Много было еще разных случаев, обратясь к своему отцу, сказал я. Если по порядку рассказывать-то, то и в трое суток не переговоришь всего. Разве еще один случай рассказать.
В ясный летний день увидел я кладбище близ дороги, или так называемый погост, т. е. церковь, да одни священно-служительские дома. Был благовест к обедне; и я пошел туда. Шли туда же и окрестные люди; а иные, не доходя церкви, сидели на траве и, видя меня, поспешно шедшего, говорили мне: не спеши; еще настоишься вволю, покуда начнется служба; здесь служат очень долго, священник-то больной, да такой мешкотный. Действительно, служба шла очень долго; священник молодой, но прехудой и бледный, действовал очень медленно, впрочем, очень благоговейно и с чувством в конце обедни сказал прекрасную понятную проповедь о способах приобретения любви к Богу.
Священник позвал меня к себе и оставил пообедать. За столом я сказал ему: как вы, батюшка, благоговейно, да долго служите! Да, ответил он, хоть это прихожанам-то и не нравится и ропщут, но нечего делать; ибо я люблю всякое молитвенное слово прежде размыслить, и насладиться им, да тогда уже и произносить гласно, а то без внутреннего ощущения и сочувствия всякое произнесенное слово будет и для самого, и для других бесполезно; дело все во внутренней жизни и внимательной молитве! А как мало, промолвил он, занимаются внутренним деланием! Это от того, что не хотят, не брегут о духовном, внутреннем просвещении, сказал священник. Я опять спросил: да как же достичь-то его? Это кажется очень мудрено. Нимало; чтобы просветиться духовно и быть внимательным и внутренним человеком, следует взять один какой-нибудь текст из св. писания, и как можно дольше держать на нем одном все внимание и размышление, и откроется свет разумения. Также должно поступать и при молитве: если хочешь, чтобы она была чиста, правильна и усладительна, для сего следует выбрать какую либо краткую, из малых слов, но сильных, состоящую молитву, и повторять ее многократно и подолгу, и тогда ощутишь вкус к молитве.
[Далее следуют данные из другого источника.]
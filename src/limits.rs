//! # Download Limits
//!
//! Caps the number of downloads running at once, globally and per chat. yt-dlp runs
//! are heavy on CPU, disk and bandwidth, so a single chat pasting a dozen links must
//! not starve everybody else.

use parking_lot::Mutex;
use std::collections::HashMap;
use std::sync::Arc;
use teloxide::types::ChatId;
use tokio::sync::{OwnedSemaphorePermit, Semaphore};

/// Why a download could not start
#[derive(Debug, Clone, Copy, PartialEq, Eq)]
pub enum LimitRejection {
    /// The chat already has `max_per_chat` downloads running
    ChatBusy,
    /// All global download slots are taken
    GlobalBusy,
}

impl LimitRejection {
    pub fn localization_key(&self) -> &'static str {
        match self {
            LimitRejection::ChatBusy => "error-busy-user",
            LimitRejection::GlobalBusy => "error-busy-global",
        }
    }
}

/// Global and per-chat download limits
#[derive(Debug)]
pub struct DownloadLimiter {
    global: Arc<Semaphore>,
    per_chat: Arc<Mutex<HashMap<ChatId, usize>>>,
    max_per_chat: usize,
}

/// Proof that a download may run; releases both slots when dropped
#[derive(Debug)]
pub struct DownloadPermit {
    _global: OwnedSemaphorePermit,
    per_chat: Arc<Mutex<HashMap<ChatId, usize>>>,
    chat_id: ChatId,
}

impl DownloadLimiter {
    pub fn new(max_global: usize, max_per_chat: usize) -> Self {
        Self {
            global: Arc::new(Semaphore::new(max_global)),
            per_chat: Arc::new(Mutex::new(HashMap::new())),
            max_per_chat,
        }
    }

    /// Reserve a download slot for `chat_id` without waiting
    pub fn try_acquire(&self, chat_id: ChatId) -> Result<DownloadPermit, LimitRejection> {
        let mut per_chat = self.per_chat.lock();
        let running = per_chat.get(&chat_id).copied().unwrap_or(0);
        if running >= self.max_per_chat {
            return Err(LimitRejection::ChatBusy);
        }

        let global = Arc::clone(&self.global)
            .try_acquire_owned()
            .map_err(|_| LimitRejection::GlobalBusy)?;

        per_chat.insert(chat_id, running + 1);
        Ok(DownloadPermit {
            _global: global,
            per_chat: Arc::clone(&self.per_chat),
            chat_id,
        })
    }

    /// Downloads currently running across all chats
    pub fn active_downloads(&self) -> usize {
        self.per_chat.lock().values().sum()
    }

    /// Downloads currently running for one chat
    pub fn active_for_chat(&self, chat_id: ChatId) -> usize {
        self.per_chat.lock().get(&chat_id).copied().unwrap_or(0)
    }
}

impl Drop for DownloadPermit {
    fn drop(&mut self) {
        let mut per_chat = self.per_chat.lock();
        if let Some(count) = per_chat.get_mut(&self.chat_id) {
            *count = count.saturating_sub(1);
            if *count == 0 {
                per_chat.remove(&self.chat_id);
            }
        }
    }
}

#[cfg(test)]
mod tests {
    use super::*;

    #[test]
    fn test_per_chat_limit() {
        let limiter = DownloadLimiter::new(10, 2);
        let chat = ChatId(42);

        let first = limiter.try_acquire(chat).unwrap();
        let _second = limiter.try_acquire(chat).unwrap();
        assert_eq!(limiter.try_acquire(chat).unwrap_err(), LimitRejection::ChatBusy);

        // Other chats are unaffected
        assert!(limiter.try_acquire(ChatId(7)).is_ok());

        drop(first);
        assert!(limiter.try_acquire(chat).is_ok());
    }

    #[test]
    fn test_global_limit() {
        let limiter = DownloadLimiter::new(1, 5);
        let permit = limiter.try_acquire(ChatId(1)).unwrap();

        assert_eq!(
            limiter.try_acquire(ChatId(2)).unwrap_err(),
            LimitRejection::GlobalBusy
        );
        // A rejected global acquire must not leak a per-chat slot
        assert_eq!(limiter.active_for_chat(ChatId(2)), 0);

        drop(permit);
        assert_eq!(limiter.active_downloads(), 0);
        assert!(limiter.try_acquire(ChatId(2)).is_ok());
    }

    #[test]
    fn test_rejection_keys() {
        assert_eq!(LimitRejection::ChatBusy.localization_key(), "error-busy-user");
        assert_eq!(LimitRejection::GlobalBusy.localization_key(), "error-busy-global");
    }
}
Очень мне понравилось сие наставление священника, как оно деятельно и просто, но вместе глубоко и премудро! Я умственно благодарил Бога, что Он показал мне такого истинного пастыря церкви своей.
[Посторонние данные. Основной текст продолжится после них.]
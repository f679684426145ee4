//! # Application Error Types
//!
//! This module defines common error types used throughout the media relay bot.
//! It provides structured error handling for configuration, downloads, file handling
//! and Telegram communication.

use std::fmt;

/// General application error type for consistent error handling
#[derive(Debug, Clone, PartialEq)]
pub enum AppError {
    /// Configuration validation errors
    Config(String),
    /// Validation errors (URLs, command arguments, etc.)
    Validation(String),
    /// Media download errors
    Download(String),
    /// File system errors
    FileSystem(String),
    /// Network/communication errors
    Network(String),
    /// Telegram Bot API errors
    Telegram(String),
    /// Internal application errors
    Internal(String),
}

impl fmt::Display for AppError {
    fn fmt(&self, f: &mut fmt::Formatter<'_>) -> fmt::Result {
        match self {
            AppError::Config(msg) => write!(f, "[CONFIG] {}", msg),
            AppError::Validation(msg) => write!(f, "[VALIDATION] {}", msg),
            AppError::Download(msg) => write!(f, "[DOWNLOAD] {}", msg),
            AppError::FileSystem(msg) => write!(f, "[FILESYSTEM] {}", msg),
            AppError::Network(msg) => write!(f, "[NETWORK] {}", msg),
            AppError::Telegram(msg) => write!(f, "[TELEGRAM] {}", msg),
            AppError::Internal(msg) => write!(f, "[INTERNAL] {}", msg),
        }
    }
}

impl std::error::Error for AppError {}

impl From<anyhow::Error> for AppError {
    fn from(err: anyhow::Error) -> Self {
        AppError::Internal(err.to_string())
    }
}

impl From<std::io::Error> for AppError {
    fn from(err: std::io::Error) -> Self {
        AppError::FileSystem(err.to_string())
    }
}

impl From<teloxide::RequestError> for AppError {
    fn from(err: teloxide::RequestError) -> Self {
        AppError::Telegram(err.to_string())
    }
}

impl From<crate::download_errors::DownloadError> for AppError {
    fn from(err: crate::download_errors::DownloadError) -> Self {
        AppError::Download(err.to_string())
    }
}

/// Result type alias for convenience
pub type AppResult<T> = Result<T, AppError>;

/// Standardized error logging utilities for consistent error reporting across the application
pub mod error_logging {
    use tracing::error;

    /// Log download pipeline errors with request context
    pub fn log_download_error(
        error: &impl std::fmt::Display,
        operation: &str,
        user_id: Option<i64>,
        url: Option<&str>,
        attempt_count: Option<u32>,
        duration: Option<std::time::Duration>,
    ) {
        error!(
            error = %error,
            operation = %operation,
            user_id = ?user_id,
            url = ?url,
            attempt_count = ?attempt_count,
            duration_ms = ?duration.map(|d| d.as_millis()),
            "Download failed"
        );
    }

    /// Log network/communication errors with connection context
    pub fn log_network_error(
        error: &impl std::fmt::Display,
        operation: &str,
        endpoint: Option<&str>,
        attempt_count: Option<u32>,
    ) {
        error!(
            error = %error,
            operation = %operation,
            endpoint = ?endpoint,
            attempt_count = ?attempt_count,
            "Network operation failed"
        );
    }

    /// Log Telegram Bot API errors with chat context
    pub fn log_telegram_error(error: &impl std::fmt::Display, operation: &str, chat_id: i64) {
        error!(
            error = %error,
            operation = %operation,
            chat_id = %chat_id,
            "Telegram API call failed"
        );
    }

    /// Log file system errors with path and operation context
    pub fn log_filesystem_error(
        error: &impl std::fmt::Display,
        operation: &str,
        path: Option<&str>,
        file_size: Option<u64>,
    ) {
        error!(
            error = %error,
            operation = %operation,
            path = ?path,
            file_size_bytes = ?file_size,
            "File system operation failed"
        );
    }

    /// Log validation errors with input context
    pub fn log_validation_error(
        error: &impl std::fmt::Display,
        operation: &str,
        user_id: Option<i64>,
        input_type: &str,
        input_value: Option<&str>,
    ) {
        error!(
            error = %error,
            operation = %operation,
            user_id = ?user_id,
            input_type = %input_type,
            input_value = ?input_value.map(truncate_for_log),
            "Validation failed"
        );
    }

    /// Log internal application errors with component context
    pub fn log_internal_error(
        error: &impl std::fmt::Display,
        component: &str,
        operation: &str,
        user_id: Option<i64>,
    ) {
        error!(
            error = %error,
            component = %component,
            operation = %operation,
            user_id = ?user_id,
            "Internal application error"
        );
    }

    /// Log configuration errors during startup/initialization
    pub fn log_config_error(error: &impl std::fmt::Display, config_key: &str, operation: &str) {
        error!(
            error = %error,
            config_key = %config_key,
            operation = %operation,
            "Configuration error"
        );
    }

    /// Shorten user input to at most 100 characters for log output
    pub fn truncate_for_log(value: &str) -> String {
        match value.char_indices().nth(100) {
            Some((idx, _)) => format!("{}...", &value[..idx]),
            None => value.to_string(),
        }
    }
}

#[cfg(test)]
mod tests {
    use super::*;

    #[test]
    fn test_app_error_display_tags() {
        assert_eq!(
            AppError::Config("missing token".to_string()).to_string(),
            "[CONFIG] missing token"
        );
        assert_eq!(
            AppError::Download("boom".to_string()).to_string(),
            "[DOWNLOAD] boom"
        );
    }

    #[test]
    fn test_io_error_maps_to_filesystem() {
        let io = std::io::Error::new(std::io::ErrorKind::NotFound, "gone");
        assert!(matches!(AppError::from(io), AppError::FileSystem(_)));
    }

    #[test]
    fn test_truncate_for_log() {
        let short = "https://example.com";
        assert_eq!(error_logging::truncate_for_log(short), short);

        let long = "é".repeat(150);
        let truncated = error_logging::truncate_for_log(&long);
        assert!(truncated.ends_with("..."));
        assert_eq!(truncated.chars().count(), 103);
    }
}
По окончании стола, священник сказал мне: ты после обеда усни, а я займусь чтением Слова Божня, да приготовлением к завтрему проповеди. Вот я и вышел в кухню; там никого не было, одна престарая старуха сидела, сгорбившись, в углу, да кашляла. Я сел под окошечко, вынул из сумки мое Добротолюбие, да и стал читать потихоньку про себя; наконец прислушался, что сидевшая в углу старушка беспрестанно шепчет Иисусову молитву; я возрадовался, услыша часто изрекаемое святейшее имя Господне, и начал ей говорить: как это хорошо, матушка, что ты все творишь молитву! Это самое христианское спасительное дело. Да, батюшка, ответила она, на старости моих лет только и радости, что Господи прости! Давно ли же ты так привыкла молиться? С малых лет, батюшка; да без этого мне и быть нельзя, ибо Иисусова молитва избавила меня от погибели и смерти. Как же это? Расскажи, пожалуйста, во славу Божию и в прославление благодатной силы Иисусовой молитвы. Я убрал в сумку Добротолюбие, сел к ней поближе, и она начала рассказывать:
Я была девка молодая и красивая; родители сговорили меня замуж: только бы завтра быть свадьбе, жених шел к нам, и вдруг не дошедши шагов десяти, пал и умер, ни разу не дохнувши! Я так сего испугалась, что вовсе отказалась от замужества и решилась жить в девстве да ходить по святым местам молиться Богу. Однакож, одна пускаться в путь боялась, как бы по молодости моей не обругали меня злые люди. Вот знакомая мне странница-старуха научила меня, чтоб, где бы ни шла я по дороге, все беспрестанно творила Иисусову молитву, и крепко заверила, что при сей молитве никакого несчастия не может случиться в пути. Я сему поверила, и точно ходила все благополучно, даже и в отдаленные святые места; мне родители давали на сие деньги.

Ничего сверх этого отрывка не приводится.